(Beginning of Records for this exercise)
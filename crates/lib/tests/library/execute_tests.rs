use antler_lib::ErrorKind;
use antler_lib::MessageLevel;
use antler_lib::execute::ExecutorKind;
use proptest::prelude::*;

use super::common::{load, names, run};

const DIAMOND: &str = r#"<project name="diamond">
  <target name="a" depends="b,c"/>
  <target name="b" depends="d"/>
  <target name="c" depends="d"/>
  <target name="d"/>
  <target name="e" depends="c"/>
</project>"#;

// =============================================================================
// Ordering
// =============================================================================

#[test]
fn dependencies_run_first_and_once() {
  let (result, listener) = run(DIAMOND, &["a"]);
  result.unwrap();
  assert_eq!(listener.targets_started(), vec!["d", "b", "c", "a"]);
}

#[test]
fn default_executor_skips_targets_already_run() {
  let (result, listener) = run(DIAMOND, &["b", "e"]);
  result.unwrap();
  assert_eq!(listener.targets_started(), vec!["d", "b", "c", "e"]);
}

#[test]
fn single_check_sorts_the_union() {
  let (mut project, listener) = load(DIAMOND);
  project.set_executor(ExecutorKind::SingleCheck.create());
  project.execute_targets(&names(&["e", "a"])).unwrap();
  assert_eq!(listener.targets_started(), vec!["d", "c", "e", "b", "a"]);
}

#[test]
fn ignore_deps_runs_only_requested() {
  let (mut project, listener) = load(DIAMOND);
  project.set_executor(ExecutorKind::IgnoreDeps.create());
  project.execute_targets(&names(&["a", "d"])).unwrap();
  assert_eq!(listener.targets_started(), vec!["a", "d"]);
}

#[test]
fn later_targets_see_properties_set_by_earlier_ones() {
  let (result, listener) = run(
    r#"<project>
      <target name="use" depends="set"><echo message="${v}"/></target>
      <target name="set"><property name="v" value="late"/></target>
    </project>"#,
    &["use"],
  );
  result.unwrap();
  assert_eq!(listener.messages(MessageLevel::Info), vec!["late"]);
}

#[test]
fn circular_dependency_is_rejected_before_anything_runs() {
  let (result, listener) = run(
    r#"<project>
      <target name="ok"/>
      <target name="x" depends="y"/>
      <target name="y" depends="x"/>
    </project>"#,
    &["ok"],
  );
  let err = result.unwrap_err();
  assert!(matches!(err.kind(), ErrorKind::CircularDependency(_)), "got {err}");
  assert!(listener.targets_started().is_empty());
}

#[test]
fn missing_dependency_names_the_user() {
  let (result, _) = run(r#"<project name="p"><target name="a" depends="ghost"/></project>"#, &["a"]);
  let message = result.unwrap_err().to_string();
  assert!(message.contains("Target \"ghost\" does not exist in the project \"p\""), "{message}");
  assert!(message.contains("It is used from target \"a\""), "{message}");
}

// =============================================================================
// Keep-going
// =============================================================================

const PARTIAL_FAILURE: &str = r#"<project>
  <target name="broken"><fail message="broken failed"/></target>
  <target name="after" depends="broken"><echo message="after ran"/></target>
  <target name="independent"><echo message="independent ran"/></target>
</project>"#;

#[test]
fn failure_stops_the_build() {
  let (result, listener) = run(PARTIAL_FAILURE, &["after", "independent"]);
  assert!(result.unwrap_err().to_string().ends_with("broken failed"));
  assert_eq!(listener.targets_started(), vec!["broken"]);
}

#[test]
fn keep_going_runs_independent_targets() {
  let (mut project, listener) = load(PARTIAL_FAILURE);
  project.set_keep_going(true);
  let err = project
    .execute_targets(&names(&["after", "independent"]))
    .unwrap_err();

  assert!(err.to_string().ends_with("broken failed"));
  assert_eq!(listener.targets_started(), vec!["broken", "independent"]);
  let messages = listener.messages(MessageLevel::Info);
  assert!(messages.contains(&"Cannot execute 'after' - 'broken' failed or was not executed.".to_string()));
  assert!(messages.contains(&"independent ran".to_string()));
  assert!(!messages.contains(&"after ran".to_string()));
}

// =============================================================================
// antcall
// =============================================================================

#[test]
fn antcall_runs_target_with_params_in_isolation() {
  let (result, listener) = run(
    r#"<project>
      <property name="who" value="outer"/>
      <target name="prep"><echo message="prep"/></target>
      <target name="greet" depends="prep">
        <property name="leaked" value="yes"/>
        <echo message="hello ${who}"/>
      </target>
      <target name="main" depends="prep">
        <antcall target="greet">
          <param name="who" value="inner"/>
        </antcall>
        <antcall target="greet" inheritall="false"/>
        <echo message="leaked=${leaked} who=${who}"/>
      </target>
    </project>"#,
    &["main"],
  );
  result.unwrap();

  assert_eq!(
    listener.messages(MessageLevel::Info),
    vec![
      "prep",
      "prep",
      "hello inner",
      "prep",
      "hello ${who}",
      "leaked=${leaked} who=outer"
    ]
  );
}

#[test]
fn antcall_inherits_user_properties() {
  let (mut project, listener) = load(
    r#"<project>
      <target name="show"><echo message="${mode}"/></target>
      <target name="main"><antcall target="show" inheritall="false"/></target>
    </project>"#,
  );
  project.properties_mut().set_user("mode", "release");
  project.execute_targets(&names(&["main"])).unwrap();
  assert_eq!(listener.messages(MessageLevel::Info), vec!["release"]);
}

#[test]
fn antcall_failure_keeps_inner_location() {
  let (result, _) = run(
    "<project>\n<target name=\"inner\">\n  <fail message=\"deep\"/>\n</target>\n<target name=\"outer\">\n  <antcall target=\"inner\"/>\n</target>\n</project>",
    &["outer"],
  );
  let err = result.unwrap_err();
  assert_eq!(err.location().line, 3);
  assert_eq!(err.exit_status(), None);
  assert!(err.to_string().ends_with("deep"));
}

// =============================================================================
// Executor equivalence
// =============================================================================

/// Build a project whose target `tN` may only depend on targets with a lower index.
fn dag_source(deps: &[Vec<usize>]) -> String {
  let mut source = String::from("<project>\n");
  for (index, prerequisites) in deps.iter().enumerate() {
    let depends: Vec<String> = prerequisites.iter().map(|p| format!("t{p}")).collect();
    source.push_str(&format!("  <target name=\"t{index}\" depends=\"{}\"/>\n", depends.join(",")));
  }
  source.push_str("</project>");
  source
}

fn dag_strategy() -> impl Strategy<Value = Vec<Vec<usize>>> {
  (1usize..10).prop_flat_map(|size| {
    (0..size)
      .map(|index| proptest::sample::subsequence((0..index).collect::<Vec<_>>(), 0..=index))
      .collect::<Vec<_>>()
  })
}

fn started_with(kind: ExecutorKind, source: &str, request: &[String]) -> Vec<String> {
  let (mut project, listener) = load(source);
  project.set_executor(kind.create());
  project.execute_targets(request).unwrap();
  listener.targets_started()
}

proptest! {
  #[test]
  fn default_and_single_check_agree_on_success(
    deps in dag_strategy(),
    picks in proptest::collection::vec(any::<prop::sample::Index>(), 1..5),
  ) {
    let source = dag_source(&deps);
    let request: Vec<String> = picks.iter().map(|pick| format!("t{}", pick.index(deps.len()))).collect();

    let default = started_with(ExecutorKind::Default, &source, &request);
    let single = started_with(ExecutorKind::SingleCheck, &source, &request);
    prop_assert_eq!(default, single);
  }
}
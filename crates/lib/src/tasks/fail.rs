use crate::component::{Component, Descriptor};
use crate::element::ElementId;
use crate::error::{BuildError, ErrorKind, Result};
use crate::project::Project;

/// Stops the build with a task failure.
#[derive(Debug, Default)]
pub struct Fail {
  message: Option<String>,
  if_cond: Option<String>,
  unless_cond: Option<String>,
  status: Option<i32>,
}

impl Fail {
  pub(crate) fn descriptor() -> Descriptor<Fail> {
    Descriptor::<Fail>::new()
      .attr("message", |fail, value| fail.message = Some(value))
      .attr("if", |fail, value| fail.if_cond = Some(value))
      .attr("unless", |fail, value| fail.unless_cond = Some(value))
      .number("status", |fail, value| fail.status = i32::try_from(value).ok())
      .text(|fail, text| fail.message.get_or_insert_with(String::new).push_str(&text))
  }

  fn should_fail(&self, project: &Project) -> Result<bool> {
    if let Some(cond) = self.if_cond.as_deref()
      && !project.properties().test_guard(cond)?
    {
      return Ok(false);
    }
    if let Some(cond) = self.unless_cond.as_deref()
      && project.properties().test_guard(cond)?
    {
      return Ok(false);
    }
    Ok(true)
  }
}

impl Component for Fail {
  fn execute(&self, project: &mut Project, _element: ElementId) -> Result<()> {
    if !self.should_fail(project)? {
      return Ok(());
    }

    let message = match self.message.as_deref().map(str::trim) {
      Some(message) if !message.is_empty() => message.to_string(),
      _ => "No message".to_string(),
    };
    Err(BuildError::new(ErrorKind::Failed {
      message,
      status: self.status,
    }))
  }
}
(End of Records for this exercise)
Task prompt
If a line in the listing holds the word "outer", list that line.

Solution to this exercise
      <property name="who" value="outer"/>
      "leaked=${leaked} who=outer"
    "<project>\n<target name=\"inner\">\n  <fail message=\"deep\"/>\n</target>\n<target name=\"outer\">\n  <antcall target=\"inner\"/>\n</target>\n</project>",
    &["outer"],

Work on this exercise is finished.